“If you want to write about Syria,” Tawfik whispered in my ear as we stood on the patio of the English academy where we both taught, “you should write about me. I can tell you lots of interesting things.”
His offer put me in an awkward position. On one hand, it’s always seemed to me that reporting on Middle Eastern wars should be the exclusive province of well-informed people, and I wouldn’t know a Ba’athist from a bath mat. On the other – well, I felt I owed the guy something, having just blown his cover to a fair-sized portion of the student body.
A moment before, I’d asked him if he’d come from Syria. It was a casual question, my only goal being to make conversation – well, that and to show off my ear for non-Turkish names. Bursa is home to a small but vibrant community of Syrian refugees, many of them multilingual, so it seemed like a reasonable guess. But sooner than you can say “Sykes-Picot Agreement,” or even “border incident,” Tawfik threw his arm around my neck and led me – “dragged” might be a better word – into a quiet corner.
”Don’t say that in front of the students,” he said. “It could create all kinds of problems – political, religious, and all that.” The very mention of politics and religion made me wince. Discussing them around students is strictly forbidden for teachers. I owe my job to the heedlessness of my predecessor – by all accounts a brilliant man – who’d ordered his students to explain which vegetable they thought God most resembled.
“Oh, man, I’m really sorry,” I told him. Tawfik shrugged it off. “It’s okay, don’t worry. They probably didn’t understand your pronunciation. You say ‘see-ree-ah’, they say ‘su-ri-yeh’.” Forcing a grin, he slapped me on the arm. “I tell everyone I’m from Lebanon, which is very embarrassing for me, because everyone knows there are many gays there.”
I knew a segue when I heard one. “The French influence, no doubt,” I offered.
And that’s when Tawfik offered to serve as my muse. “I was teaching in_____when it was under Free Syrian Army control. Every day, they bombed us,” he said. “Every day we held class.” I couldn’t quite catch the name of the city, but there was no mistaking the look on Tawfik’s face, which was both grave and energized.
I tore through the rusty filing cabinet of my brain. “This was the, uh, government doing the bombing, right?” He nodded. “That sounds horrible,” I said.

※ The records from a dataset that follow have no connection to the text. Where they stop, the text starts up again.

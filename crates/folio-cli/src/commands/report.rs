//! Report command implementation.
//!
//! Prints the portfolio dashboard figures and per-holding returns.

use anyhow::Result;
use clap::Args;
use colored::Colorize;
use folio_portfolio::{calculate_portfolio_analytics, AnalyticsResult, FxRates, Holding};
use serde::Serialize;
use tabled::Tabled;

use crate::cli::OutputFormat;
use crate::commands::PortfolioInput;
use crate::config::CliConfig;
use crate::output::{
    format_fraction_pct, format_money, format_opt_pct, print_header, print_json, print_output,
    print_warning, KeyValue,
};

/// Arguments for the report command.
#[derive(Args, Debug)]
pub struct ReportArgs {
    #[command(flatten)]
    pub input: PortfolioInput,
}

/// One row of the holdings table.
#[derive(Debug, Serialize, Tabled)]
struct HoldingRow {
    #[tabled(rename = "Symbol")]
    symbol: String,
    #[tabled(rename = "Qty")]
    quantity: String,
    #[tabled(rename = "Cost")]
    cost_basis: String,
    #[tabled(rename = "Price")]
    current_price: String,
    #[tabled(rename = "Ccy")]
    currency: String,
    #[tabled(rename = "Value")]
    market_value: String,
    #[tabled(rename = "Gain")]
    gain: String,
    #[tabled(rename = "Gain %")]
    gain_pct: String,
    #[tabled(rename = "Beta")]
    beta: String,
}

#[derive(Serialize)]
struct ReportOutput<'a> {
    analytics: &'a AnalyticsResult,
    holdings: &'a [Holding],
}

/// Execute the report command.
pub async fn execute(args: ReportArgs, config: &CliConfig, format: OutputFormat) -> Result<()> {
    let (holdings, fx) = super::load_holdings(&args.input, config).await?;
    let result = calculate_portfolio_analytics(&holdings, &fx, &config.analytics);

    match format {
        OutputFormat::Json => print_json(&ReportOutput {
            analytics: &result,
            holdings: &holdings,
        })?,
        OutputFormat::Csv => print_output(&holding_rows(&holdings, &result, &fx), format)?,
        OutputFormat::Table => {
            if holdings.is_empty() {
                print_warning("No positions found in the holdings sheet.");
            }
            print_header(&format!("Portfolio ({})", config.analytics.base_currency));
            print_output(&summary_rows(&result, config), format)?;
            print_header("Holdings");
            print_output(&holding_rows(&holdings, &result, &fx), format)?;
            println!(
                "Risk level: {}",
                match result.risk_level {
                    folio_portfolio::RiskLevel::Low => result.risk_level.label().green(),
                    folio_portfolio::RiskLevel::Medium => result.risk_level.label().yellow(),
                    folio_portfolio::RiskLevel::High => result.risk_level.label().red(),
                }
            );
        }
    }

    Ok(())
}

fn summary_rows(result: &AnalyticsResult, config: &CliConfig) -> Vec<KeyValue> {
    vec![
        KeyValue::new("Total Value", format_money(result.total_value)),
        KeyValue::new("Total Cost", format_money(result.total_cost)),
        KeyValue::new(
            "Unrealized Gain",
            format!(
                "{} ({})",
                format_money(result.unrealized_gain),
                format_opt_pct(result.unrealized_gain_pct())
            ),
        ),
        KeyValue::new("Weighted Beta", format!("{:.4}", result.weighted_beta)),
        KeyValue::new("Risk Level", result.risk_level.label()),
        KeyValue::new(
            "Volatility (ann.)",
            format_fraction_pct(result.annualized_std_dev),
        ),
        KeyValue::new("Return (ann.)", format_fraction_pct(result.annualized_return)),
        KeyValue::new("Sharpe Ratio", format!("{:.4}", result.sharpe_ratio)),
        KeyValue::new(
            "YTD Return",
            result
                .weighted_ytd_return
                .map_or_else(|| "n/a".to_string(), format_fraction_pct),
        ),
        KeyValue::new(
            "Projected Income",
            format!(
                "{:.2} {}",
                result.projected_annual_income, config.analytics.base_currency
            ),
        ),
        KeyValue::new("Dividend Yield", format_fraction_pct(result.dividend_yield)),
        KeyValue::new("History Points", result.value_series.len().to_string()),
    ]
}

fn holding_rows(holdings: &[Holding], result: &AnalyticsResult, fx: &FxRates) -> Vec<HoldingRow> {
    holdings
        .iter()
        .zip(&result.per_holding_return)
        .map(|(h, r)| HoldingRow {
            symbol: h.symbol.clone(),
            quantity: h.quantity.normalize().to_string(),
            cost_basis: format_money(h.cost_basis),
            current_price: format_money(h.current_price),
            currency: h.currency.to_string(),
            market_value: format_money(h.market_value(fx)),
            gain: format_money(r.absolute),
            gain_pct: format_opt_pct(r.percent),
            beta: format!("{:.2}", h.beta),
        })
        .collect()
}
//! Gordon growth dividend discount model.

use crate::error::{require_finite, require_positive, require_spread, ValuationResult};

/// Computes `D1 / (r − g)`.
///
/// # Arguments
///
/// * `next_dividend` - Dividend per share expected over the next year
/// * `discount_rate` - Cost of equity
/// * `growth_rate` - Perpetual dividend growth
///
/// # Errors
///
/// Returns an error if the discount rate does not exceed the growth rate or
/// the company pays no dividend.
pub fn dividend_discount(
    next_dividend: f64,
    discount_rate: f64,
    growth_rate: f64,
) -> ValuationResult<f64> {
    let spread = require_spread(discount_rate, growth_rate)?;
    let dividend = require_positive("next_dividend", next_dividend)?;
    require_finite("DDM", dividend / spread)
}
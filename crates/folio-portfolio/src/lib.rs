//! # Folio Portfolio
//!
//! Portfolio analytics for equity and fund holdings.
//!
//! This crate turns a list of user-entered positions plus fetched market data
//! into the figures a portfolio dashboard shows.
//!
//! ## Design Philosophy
//!
//! - **Pure functions**: All calculations are stateless with explicit inputs
//! - **Fail-soft**: Missing prices, betas, yields and FX rates degrade to
//!   defaults; analytics never return errors
//! - **Explicit ingestion**: Sheet headers are resolved once through a named
//!   field mapping
//! - **Config-driven parallelism**: Optional rayon support with threshold-based switching
//!
//! ## Features
//!
//! - **Exposure**: Market value and cost in a reporting currency
//! - **Risk**: Weighted beta, risk level, volatility, Sharpe ratio
//! - **History**: Forward-filled portfolio value series and daily returns
//! - **Returns**: Per-holding gain and loss
//! - **Income**: Trailing dividends and projected income
//! - **Allocation**: Bucketing by sector, country, currency, rating
//!
//! ## Quick Start
//!
//! ```rust,ignore
//! use folio_portfolio::prelude::*;
//!
//! let positions = positions_from_rows(&headers, &rows, None)?;
//! let snapshot = collect_snapshot(&provider, &positions, Currency::EUR).await;
//! let holdings = snapshot.enrich_all(&positions);
//!
//! let config = AnalyticsConfig::default();
//! let analytics = calculate_portfolio_analytics(&holdings, &snapshot.fx, &config);
//! let by_sector = bucket_by_sector(&holdings, &snapshot.fx, &config);
//! ```
//!
//! ## Module Overview
//!
//! - [`analytics`] - Exposure, history, risk, returns and income
//! - [`bucketing`] - Generic aggregation and allocation by classification
//! - [`market`] - Market data sources and snapshot collection
//! - [`types`] - Core types (Position, Holding, Classification, FxRates, Config)
//!
//! ## Feature Flags
//!
//! - `parallel`: Enable rayon-based parallel processing for large portfolios

#![warn(missing_docs)]
#![warn(rustdoc::missing_crate_level_docs)]
#![allow(clippy::module_name_repetitions)]

pub mod analytics;
pub mod bucketing;
pub mod error;
pub mod market;
pub mod types;

pub use error::{PortfolioError, PortfolioResult};

pub use types::{
    positions_from_rows, AnalyticsConfig, Classification, DividendPayment, FxRates, Holding,
    HoldingBuilder, Position, DEFAULT_BUCKET_LABEL,
};

pub use analytics::{
    calculate_portfolio_analytics, daily_returns, holding_return,
    parallel::{maybe_parallel_fold, maybe_parallel_map},
    portfolio_dividend_yield, portfolio_value_series, projected_annual_income, sharpe_ratio,
    total_cost, total_value, trailing_dividend_income, trailing_dividends, unrealized_gain,
    unrealized_gain_pct, weighted_beta, weighted_ytd_return, AnalyticsResult, HoldingReturn,
    PortfolioValuePoint, ReturnStatistics, RiskLevel, RISK_FREE_RATE, TRADING_DAYS_PER_YEAR,
};

pub use bucketing::{
    aggregate_by, bucket_by_classifier, bucket_by_country, bucket_by_currency, bucket_by_rating,
    bucket_by_sector, positive_buckets, AggregationBucket, Distribution, WeightedBucket,
};

pub use market::{
    collect_snapshot, DetailSource, DividendSource, FxRateSource, JsonMarketSource,
    MarketDataProvider, MarketSnapshot, Quote, QuoteSource, SecurityDetail, SourceError,
};

/// Prelude module for convenient imports.
///
/// ```rust,ignore
/// use folio_portfolio::prelude::*;
/// ```
pub mod prelude {
    // Error types
    pub use crate::error::{PortfolioError, PortfolioResult};

    // Domain types
    pub use crate::types::{
        positions_from_rows, AnalyticsConfig, Classification, DividendPayment, FxRates, Holding,
        HoldingBuilder, Position,
    };

    // Analytics
    pub use crate::analytics::{
        calculate_portfolio_analytics, holding_return, total_value, weighted_beta,
        AnalyticsResult, HoldingReturn, ReturnStatistics, RiskLevel,
    };

    // Bucketing
    pub use crate::bucketing::{
        aggregate_by, bucket_by_country, bucket_by_currency, bucket_by_rating, bucket_by_sector,
        positive_buckets, AggregationBucket, Distribution,
    };

    // Market data
    pub use crate::market::{collect_snapshot, JsonMarketSource, MarketDataProvider, MarketSnapshot};

    // Re-export commonly used types from dependencies
    pub use folio_core::{Currency, Date, PricePoint};
    pub use rust_decimal::Decimal;
    pub use rust_decimal_macros::dec;
}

I’m pretty sure I sounded sincere, but the emotion in my voice was my own relief at having set the white and black hats on the heads he thought proper. In fact, “horrible” was a last-second substitution on my part. It had been an demoralizing week. I’d missed three classes. The first, which had been assigned me on only a couple of hours’ notice, I’d slept through. It was only two days later, after fielding half a dozen e-mails written in tense, broken English by the school coordinator, that I rested assured I wouldn’t be cashiered for dereliction of duty.
The story of how I missed my third class doesn’t bear re-telling. Let’s agree it was a dumb, new-guy mistake – specifically, the mistake of a dumb new guy who hadn’t hoisted his Turkish above the “Me Tarzan – you Ceyda!” level, and who’d stubbornly resisted seasoned expats’ advice about getting a cell phone. This time, the letters from the school coordinator – Max, You have main course now,where are you .? Max,I m waiting answer my mail..– struck the desperate note of a trapped miner on his last helping of oxygen.
So when I pictured Tawfik manning the white board – lecturing, calling for order, cajoling knowledge into students’ heads and out of their mouths — while bombs shook gouts of plaster from the ceiling, my gut response did not include the word “horrible.” Instead, my gut response went: “That is so fucking cool.”